Ontogenetic variations in shark diet are often qualitatively inferred from dietary analysis and hindered by high levels of unidentified prey or small sample sizes. This study focused on nursery bound lemon sharks (Negaprion brevirostris, n = 396), enabling some control over the confounding variables of prey choice associated with ontogeny. Nursery bound lemon sharks exhibited weak ontogenetic variation in dietary composition with high levels of dietary overlap. Variation in prey preference of lemon sharks with ontogeny was complex, but revealed a continuous shift from predominantly opportunistic benthic foraging as neonates to more selective piscivory with increasing shark size while in the nursery.
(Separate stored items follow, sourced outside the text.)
//! Path searches over any [`SearchGraph`].
//!
//! Every search takes a source and target vertex and returns `None` when the
//! target cannot be reached. A missing path is an ordinary outcome, not an error.

use std::fmt;
use std::str::FromStr;

use serde::{Deserialize, Serialize};

use super::queue::{MinHeap, Queue, Stack};
use super::SearchGraph;
use crate::error::SearchError;

/// Predecessor and distance labels left behind by a search.
#[derive(Debug, Clone, PartialEq)]
pub struct SearchTree {
    pub source: usize,
    pub target: usize,
    /// Vertex each labelled vertex was reached from.
    pub predecessors: Vec<Option<usize>>,
    /// Accumulated cost of each labelled vertex. Hop counts for BFS.
    pub distances: Vec<Option<f64>>,
}

impl SearchTree {
    fn new(source: usize, target: usize, vertex_count: usize) -> Self {
        let mut distances = vec![None; vertex_count];
        distances[source] = Some(0.0);
        Self {
            source,
            target,
            predecessors: vec![None; vertex_count],
            distances,
        }
    }

    fn label(&mut self, vertex: usize, from: usize, cost: f64) {
        self.predecessors[vertex] = Some(from);
        self.distances[vertex] = Some(cost);
    }

    fn distance(&self, vertex: usize) -> Option<f64> {
        self.distances[vertex]
    }

    /// Vertex sequence from source to target.
    #[must_use]
    pub fn path(&self) -> Vec<usize> {
        let mut path = vec![self.target];
        let mut current = self.target;
        while current != self.source {
            match self.predecessors[current] {
                Some(previous) => {
                    path.push(previous);
                    current = previous;
                }
                None => break,
            }
        }
        path.reverse();
        path
    }

    /// Distance label of the target.
    #[must_use]
    pub fn cost(&self) -> f64 {
        self.distances[self.target].unwrap_or(f64::INFINITY)
    }
}

/// Breadth-first search by hop count.
///
/// Stops as soon as the target is discovered; hop counts are final at discovery.
pub fn bfs<G: SearchGraph + ?Sized>(graph: &G, source: usize, target: usize) -> Option<SearchTree> {
    let mut tree = SearchTree::new(source, target, graph.vertex_count());
    if source == target {
        return Some(tree);
    }
    let mut frontier = Queue::new();
    frontier.enqueue(source);
    while let Some(current) = frontier.dequeue() {
        let hops = tree.distance(current).unwrap_or_default() + 1.0;
        for (next, _) in graph.successors(current) {
            if tree.distance(next).is_some() {
                continue;
            }
            tree.label(next, current, hops);
            if next == target {
                return Some(tree);
            }
            frontier.enqueue(next);
        }
    }
    None
}

/// Depth-first reachability from `source`.
#[must_use]
pub fn dfs<G: SearchGraph + ?Sized>(graph: &G, source: usize) -> Vec<bool> {
    let mut visited = vec![false; graph.vertex_count()];
    let mut stack = Stack::new();
    stack.push(source);
    while let Some(current) = stack.pop() {
        if visited[current] {
            continue;
        }
        visited[current] = true;
        for (next, _) in graph.successors(current) {
            if !visited[next] {
                stack.push(next);
            }
        }
    }
    visited
}

/// Dijkstra's algorithm with decrease-key.
pub fn dijkstra<G: SearchGraph + ?Sized>(
    graph: &G,
    source: usize,
    target: usize,
) -> Option<SearchTree> {
    best_first(graph, source, target, |_, cost| cost, |_, cost| cost)
}

/// A* using the graph's scaled Euclidean heuristic.
pub fn a_star<G: SearchGraph + ?Sized>(
    graph: &G,
    source: usize,
    target: usize,
) -> Option<SearchTree> {
    best_first(
        graph,
        source,
        target,
        |vertex, cost| cost + graph.heuristic(vertex, target),
        |vertex, cost| cost + graph.heuristic(vertex, target),
    )
}

/// Shared relaxation loop of Dijkstra and A*.
///
/// `priority` orders the frontier. The loop ends once the target's label is
/// below `bound` of the vertex just taken off the frontier, or the target itself
/// is taken.
fn best_first<G, P, B>(
    graph: &G,
    source: usize,
    target: usize,
    priority: P,
    bound: B,
) -> Option<SearchTree>
where
    G: SearchGraph + ?Sized,
    P: Fn(usize, f64) -> f64,
    B: Fn(usize, f64) -> f64,
{
    let mut tree = SearchTree::new(source, target, graph.vertex_count());
    let mut frontier = MinHeap::new();
    frontier.insert(source, priority(source, 0.0));

    while let Some(entry) = frontier.extract_min() {
        let current = entry.item;
        let Some(cost) = tree.distance(current) else {
            continue;
        };
        if current == target {
            break;
        }
        if let Some(best) = tree.distance(target) {
            if best < bound(current, cost) {
                break;
            }
        }
        for (next, weight) in graph.successors(current) {
            let tentative = cost + weight;
            if tree.distance(next).is_none_or(|known| tentative < known) {
                tree.label(next, current, tentative);
                frontier.decrease_priority_or_insert(next, priority(next, tentative));
            }
        }
    }

    tree.distance(target).is_some().then_some(tree)
}

/// Greedy best-first search on the heuristic alone.
///
/// A vertex is labelled the first time it is discovered and never relaxed
/// afterwards, and the search stops the moment the target is discovered rather
/// than when it is expanded. The result is a path, not necessarily a shortest one.
pub fn greedy<G: SearchGraph + ?Sized>(
    graph: &G,
    source: usize,
    target: usize,
) -> Option<SearchTree> {
    let mut tree = SearchTree::new(source, target, graph.vertex_count());
    if source == target {
        return Some(tree);
    }
    let mut frontier = MinHeap::new();
    frontier.insert(source, graph.heuristic(source, target));

    while let Some(entry) = frontier.extract_min() {
        let current = entry.item;
        let cost = tree.distance(current).unwrap_or_default();
        for (next, weight) in graph.successors(current) {
            if tree.distance(next).is_some() {
                continue;
            }
            tree.label(next, current, cost + weight);
            if next == target {
                return Some(tree);
            }
            frontier.insert(next, graph.heuristic(next, target));
        }
    }
    None
}

/// Sum of the traversable weights along `path`.
///
/// Returns `None` if any consecutive pair is not joined by a traversable edge.
#[must_use]
pub fn path_cost<G: SearchGraph + ?Sized>(graph: &G, path: &[usize]) -> Option<f64> {
    path.windows(2)
        .map(|pair| graph.traversable_weight(pair[0], pair[1]))
        .sum()
}

/// Selectable search strategy.
///
/// Serialized as its selector name (`"BFS"`, `"Dijkstra"`, `"A*"`, `"Greedy"`).
#[derive(Debug, Clone, Copy, PartialEq, Eq, Hash, Serialize, Deserialize)]
#[serde(try_from = "String", into = "String")]
pub enum SearchAlgorithm {
    Bfs,
    Dijkstra,
    AStar,
    Greedy,
}

impl SearchAlgorithm {
    pub const ALL: [Self; 4] = [Self::Bfs, Self::Dijkstra, Self::AStar, Self::Greedy];

    /// The selector name used in configuration.
    #[must_use]
    pub fn name(self) -> &'static str {
        match self {
            Self::Bfs => "BFS",
            Self::Dijkstra => "Dijkstra",
            Self::AStar => "A*",
            Self::Greedy => "Greedy",
        }
    }

    /// Runs this strategy from `source` to `target`.
    pub fn shortest_path<G: SearchGraph + ?Sized>(
        self,
        graph: &G,
        source: usize,
        target: usize,
    ) -> Option<SearchTree> {
        match self {
            Self::Bfs => bfs(graph, source, target),
            Self::Dijkstra => dijkstra(graph, source, target),
            Self::AStar => a_star(graph, source, target),
            Self::Greedy => greedy(graph, source, target),
        }
    }
}

impl fmt::Display for SearchAlgorithm {
    fn fmt(&self, f: &mut fmt::Formatter<'_>) -> fmt::Result {
        f.write_str(self.name())
    }
}

impl FromStr for SearchAlgorithm {
    type Err = SearchError;

    fn from_str(s: &str) -> Result<Self, Self::Err> {
        Self::ALL
            .into_iter()
            .find(|algorithm| algorithm.name() == s)
            .ok_or_else(|| SearchError::InvalidSelector(s.to_owned()))
    }
}

impl TryFrom<String> for SearchAlgorithm {
    type Error = SearchError;

    fn try_from(name: String) -> Result<Self, Self::Error> {
        name.parse()
    }
}

impl From<SearchAlgorithm> for String {
    fn from(algorithm: SearchAlgorithm) -> Self {
        algorithm.name().to_owned()
    }
}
Lemon sharks demonstrated a discrete ontogenetic shift in the number of prey consumed and stomach content weight (Kruskal-Wallis tests p < 0.01), as well as prey size (ANOVA, p < 0.001). All sizes of sharks exhibited positive size selection of prey (Mann–Whitney U tests, p < 0.01). However, the lack of size preference by all but the largest lemon sharks for their major prey (yellowfin mojarra, Gerres cinereus), suggests neonate sharks, while capable of occasionally foraging on large prey, are relatively inept opportunistic foragers. This was evident in high diet breadth, low diversity of consumed prey and lower trophic level than larger sharks. This study represents the first quantitative analysis of ontogenetic variation in prey preference and size selection in sharks, indicating a flexible foraging tactic in lemon sharks and the importance of hunting ability and predator size in prey choice.